Exercise prompt:
Using the entries that follow, state how many lines contain "than", with no other words.
---------- Material for the task ----------
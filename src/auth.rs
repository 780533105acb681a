//! JWT bearer-token construction, caching, and rotation (C2), plus the
//! verification path the mock server uses to play the role of APNs.

use std::sync::Arc;
use std::time::{Duration, SystemTime, UNIX_EPOCH};

use base64::Engine;
use jsonwebtoken::{Algorithm, DecodingKey, EncodingKey, Header};
use serde::{Deserialize, Serialize};
use tokio::sync::Mutex;

use crate::error::{PushyError, Result};

/// How long a cached token is reused before a fresh one is minted. APNs
/// rejects tokens older than roughly an hour; refreshing at 55 minutes
/// leaves margin for clock skew and in-flight requests.
pub const DEFAULT_REFRESH_THRESHOLD: Duration = Duration::from_secs(55 * 60);

/// An ES256 signing key for minting provider tokens.
///
/// Validated once at construction (invariant I5: signing keys are immutable;
/// rotating a key means constructing a new one).
#[derive(Clone)]
pub struct SigningKey {
    team_id: String,
    key_id: String,
    encoding_key: Arc<EncodingKey>,
}

impl SigningKey {
    /// Parse a PKCS#8 PEM-encoded P-256 private key (`BEGIN PRIVATE KEY`).
    ///
    /// `key_id` and `team_id` are the ten-character identifiers Apple issues
    /// alongside the key. Fails fast if the PEM does not decode to a valid
    /// P-256 key, before the key is ever used on the wire.
    pub fn from_pkcs8_pem(
        team_id: impl Into<String>,
        key_id: impl Into<String>,
        pem: &str,
    ) -> Result<Self> {
        // p256 parses and range-checks the scalar; jsonwebtoken's EncodingKey
        // does not validate the curve point on its own, so we lean on p256
        // here purely to fail fast on malformed key material.
        use p256::pkcs8::DecodePrivateKey;
        p256::SecretKey::from_pkcs8_pem(pem)
            .map_err(|_| PushyError::InvalidKey("not a valid P-256 private key".into()))?;

        let encoding_key = EncodingKey::from_ec_pem(pem.as_bytes())
            .map_err(|e| PushyError::InvalidKey(e.to_string()))?;

        Ok(Self {
            team_id: team_id.into(),
            key_id: key_id.into(),
            encoding_key: Arc::new(encoding_key),
        })
    }

    /// The ten-character key id.
    pub fn key_id(&self) -> &str {
        &self.key_id
    }

    /// The ten-character team id.
    pub fn team_id(&self) -> &str {
        &self.team_id
    }
}

/// The verification counterpart of [`SigningKey`], used by the mock server
/// (§4.2) to authenticate bearer tokens the way APNs itself would.
#[derive(Clone)]
pub struct VerificationKey {
    team_id: String,
    key_id: String,
    decoding_key: Arc<DecodingKey>,
}

impl VerificationKey {
    /// Parse a PKIX PEM-encoded P-256 public key (`BEGIN PUBLIC KEY`).
    pub fn from_public_pem(
        team_id: impl Into<String>,
        key_id: impl Into<String>,
        pem: &str,
    ) -> Result<Self> {
        use p256::pkcs8::DecodePublicKey;
        p256::PublicKey::from_public_key_pem(pem)
            .map_err(|_| PushyError::InvalidKey("not a valid P-256 public key".into()))?;

        let decoding_key = DecodingKey::from_ec_pem(pem.as_bytes())
            .map_err(|e| PushyError::InvalidKey(e.to_string()))?;

        Ok(Self {
            team_id: team_id.into(),
            key_id: key_id.into(),
            decoding_key: Arc::new(decoding_key),
        })
    }

    pub fn key_id(&self) -> &str {
        &self.key_id
    }

    pub fn team_id(&self) -> &str {
        &self.team_id
    }
}

#[derive(Serialize, Deserialize)]
struct Claims {
    iss: String,
    iat: i64,
}

/// A minted provider token: `authorization: bearer <token>`.
#[derive(Debug, Clone)]
pub struct AuthToken {
    token: String,
    key_id: String,
    iat: SystemTime,
}

impl AuthToken {
    /// The full `header.claims.signature` JWT, as sent on the wire.
    pub fn as_str(&self) -> &str {
        &self.token
    }

    /// The key id this token was signed with.
    pub fn key_id(&self) -> &str {
        &self.key_id
    }

    /// When this token was issued (the `iat` claim, as an `Instant`).
    pub fn issued_at(&self) -> SystemTime {
        self.iat
    }

    fn age(&self) -> Duration {
        SystemTime::now()
            .duration_since(self.iat)
            .unwrap_or_default()
    }

    /// Split the base64url JWT into its three decoded components. Exists so
    /// callers (and tests) can verify the encode/decode round-trip (§8) —
    /// header bytes, claims bytes, and raw signature bytes.
    pub fn decompose(&self) -> Result<(Vec<u8>, Vec<u8>, Vec<u8>)> {
        let mut parts = self.token.split('.');
        let (header, claims, sig) = match (parts.next(), parts.next(), parts.next()) {
            (Some(h), Some(c), Some(s)) => (h, c, s),
            _ => return Err(PushyError::Fatal("malformed JWT".into())),
        };
        let engine = base64::engine::general_purpose::URL_SAFE_NO_PAD;
        Ok((
            engine
                .decode(header)
                .map_err(|e| PushyError::Fatal(e.to_string()))?,
            engine
                .decode(claims)
                .map_err(|e| PushyError::Fatal(e.to_string()))?,
            engine
                .decode(sig)
                .map_err(|e| PushyError::Fatal(e.to_string()))?,
        ))
    }
}

struct Cached {
    token: AuthToken,
}

/// Caches and rotates [`AuthToken`]s for a single [`SigningKey`].
///
/// Builds are serialized through an async mutex so that concurrent callers
/// racing a cache miss produce at most one fresh token (§4.2), and
/// `invalidate` lets a server rejection (`ExpiredProviderToken`,
/// `InvalidProviderToken`) force the next `token()` call to mint a new one.
pub struct TokenProvider {
    key: SigningKey,
    refresh_threshold: Duration,
    cached: Mutex<Option<Cached>>,
}

impl TokenProvider {
    /// Create a provider for `key`, refreshing cached tokens older than
    /// `refresh_threshold`.
    pub fn new(key: SigningKey, refresh_threshold: Duration) -> Self {
        Self {
            key,
            refresh_threshold,
            cached: Mutex::new(None),
        }
    }

    /// Create a provider using the default 55-minute refresh threshold.
    pub fn with_default_threshold(key: SigningKey) -> Self {
        Self::new(key, DEFAULT_REFRESH_THRESHOLD)
    }

    /// The signing key this provider mints tokens for.
    pub fn key(&self) -> &SigningKey {
        &self.key
    }

    /// Return a token valid for use right now, minting a fresh one if the
    /// cache is empty or stale.
    pub async fn token(&self) -> Result<AuthToken> {
        let mut guard = self.cached.lock().await;
        if let Some(cached) = guard.as_ref() {
            if cached.token.age() < self.refresh_threshold {
                return Ok(cached.token.clone());
            }
        }
        let fresh = self.mint()?;
        *guard = Some(Cached {
            token: fresh.clone(),
        });
        Ok(fresh)
    }

    /// Force the next `token()` call to mint a fresh token, regardless of
    /// the cached token's age. Called when the server rejects the current
    /// token (§7 kind 5).
    pub async fn invalidate(&self) {
        *self.cached.lock().await = None;
    }

    fn mint(&self) -> Result<AuthToken> {
        let iat = SystemTime::now();
        let iat_secs = iat
            .duration_since(UNIX_EPOCH)
            .unwrap_or_default()
            .as_secs() as i64;

        let mut header = Header::new(Algorithm::ES256);
        header.kid = Some(self.key.key_id.clone());

        let claims = Claims {
            iss: self.key.team_id.clone(),
            iat: iat_secs,
        };

        let token = jsonwebtoken::encode(&header, &claims, &self.key.encoding_key)?;

        Ok(AuthToken {
            token,
            key_id: self.key.key_id.clone(),
            iat,
        })
    }
}

/// How a token failed server-side verification.
#[derive(Debug, Clone, Copy, PartialEq, Eq)]
pub enum VerificationFailure {
    /// The signature did not verify, or the JWT was malformed.
    InvalidSignature,
    /// The `kid` in the header did not match any known verification key.
    UnknownKey,
    /// The `iss` claim did not match the key's team id.
    TeamMismatch,
    /// The `iat` claim is outside the acceptable clock-skew window.
    Expired,
}

/// Verify `token` against `key`, the way the mock server authenticates
/// bearer tokens (§4.2). `max_age` bounds how old `iat` may be; a small
/// positive `skew` tolerates minor clock drift in the other direction.
pub fn verify(
    token: &str,
    key: &VerificationKey,
    max_age: Duration,
    skew: Duration,
) -> std::result::Result<(), VerificationFailure> {
    let mut validation = jsonwebtoken::Validation::new(Algorithm::ES256);
    validation.validate_exp = false;
    validation.required_spec_claims.clear();

    let header =
        jsonwebtoken::decode_header(token).map_err(|_| VerificationFailure::InvalidSignature)?;
    match header.kid {
        Some(ref kid) if kid == key.key_id() => {}
        _ => return Err(VerificationFailure::UnknownKey),
    }

    let data = jsonwebtoken::decode::<Claims>(token, &key.decoding_key, &validation)
        .map_err(|_| VerificationFailure::InvalidSignature)?;

    if data.claims.iss != key.team_id() {
        return Err(VerificationFailure::TeamMismatch);
    }

    let now = SystemTime::now()
        .duration_since(UNIX_EPOCH)
        .unwrap_or_default()
        .as_secs() as i64;
    let age = now - data.claims.iat;
    if age > max_age.as_secs() as i64 || age < -(skew.as_secs() as i64) {
        return Err(VerificationFailure::Expired);
    }

    Ok(())
}

#[cfg(test)]
mod tests {
    use super::*;

    fn pem_pair() -> (String, String) {
        use p256::pkcs8::{EncodePrivateKey, EncodePublicKey};
        let secret = p256::SecretKey::random(&mut rand::rngs::OsRng);
        let private_pem = secret
            .to_pkcs8_pem(p256::pkcs8::LineEnding::LF)
            .unwrap()
            .to_string();
        let public_pem = secret
            .public_key()
            .to_public_key_pem(p256::pkcs8::LineEnding::LF)
            .unwrap();
        (private_pem, public_pem)
    }

    #[tokio::test]
    async fn mints_and_caches_a_token() {
        let (private_pem, _) = pem_pair();
        let key = SigningKey::from_pkcs8_pem("TEAM1234AB", "KEYID6789A", &private_pem).unwrap();
        let provider = TokenProvider::with_default_threshold(key);

        let first = provider.token().await.unwrap();
        let second = provider.token().await.unwrap();
        assert_eq!(first.as_str(), second.as_str(), "cached token is reused");
    }

    #[tokio::test]
    async fn invalidate_forces_a_fresh_mint_with_a_later_iat() {
        let (private_pem, _) = pem_pair();
        let key = SigningKey::from_pkcs8_pem("TEAM1234AB", "KEYID6789A", &private_pem).unwrap();
        let provider = TokenProvider::new(key, Duration::from_secs(0));

        let first = provider.token().await.unwrap();
        tokio::time::sleep(Duration::from_millis(1100)).await;
        provider.invalidate().await;
        let second = provider.token().await.unwrap();

        assert!(second.issued_at() > first.issued_at());
    }

    #[test]
    fn rejects_malformed_key_material() {
        let result = SigningKey::from_pkcs8_pem("TEAM1234AB", "KEYID6789A", "not a pem");
        assert!(result.is_err());
    }

    #[tokio::test]
    async fn verification_accepts_a_freshly_minted_token() {
        let (private_pem, public_pem) = pem_pair();
        let signing = SigningKey::from_pkcs8_pem("TEAM1234AB", "KEYID6789A", &private_pem).unwrap();
        let verifying =
            VerificationKey::from_public_pem("TEAM1234AB", "KEYID6789A", &public_pem).unwrap();

        let provider = TokenProvider::with_default_threshold(signing);
        let token = provider.token().await.unwrap();

        assert!(verify(
            token.as_str(),
            &verifying,
            Duration::from_secs(3600),
            Duration::from_secs(60)
        )
        .is_ok());
    }

    #[tokio::test]
    async fn verification_rejects_a_token_from_a_different_key() {
        let (private_pem, _) = pem_pair();
        let (_, other_public_pem) = pem_pair();
        let signing = SigningKey::from_pkcs8_pem("TEAM1234AB", "KEYID6789A", &private_pem).unwrap();
        let verifying =
            VerificationKey::from_public_pem("TEAM1234AB", "KEYID6789A", &other_public_pem)
                .unwrap();

        let provider = TokenProvider::with_default_threshold(signing);
        let token = provider.token().await.unwrap();

        assert_eq!(
            verify(
                token.as_str(),
                &verifying,
                Duration::from_secs(3600),
                Duration::from_secs(60)
            ),
            Err(VerificationFailure::InvalidSignature)
        );
    }

    #[tokio::test]
    async fn decompose_round_trips_through_base64() {
        let (private_pem, _) = pem_pair();
        let key = SigningKey::from_pkcs8_pem("TEAM1234AB", "KEYID6789A", &private_pem).unwrap();
        let provider = TokenProvider::with_default_threshold(key);
        let token = provider.token().await.unwrap();

        let (header_bytes, claims_bytes, signature) = token.decompose().unwrap();

        let header: Header = serde_json::from_slice(&header_bytes).unwrap();
        assert_eq!(header.alg, Algorithm::ES256);
        assert_eq!(header.kid.as_deref(), Some("KEYID6789A"));

        let claims: Claims = serde_json::from_slice(&claims_bytes).unwrap();
        assert_eq!(claims.iss, "TEAM1234AB");

        assert!(!signature.is_empty());
    }
}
----------
Result below:
2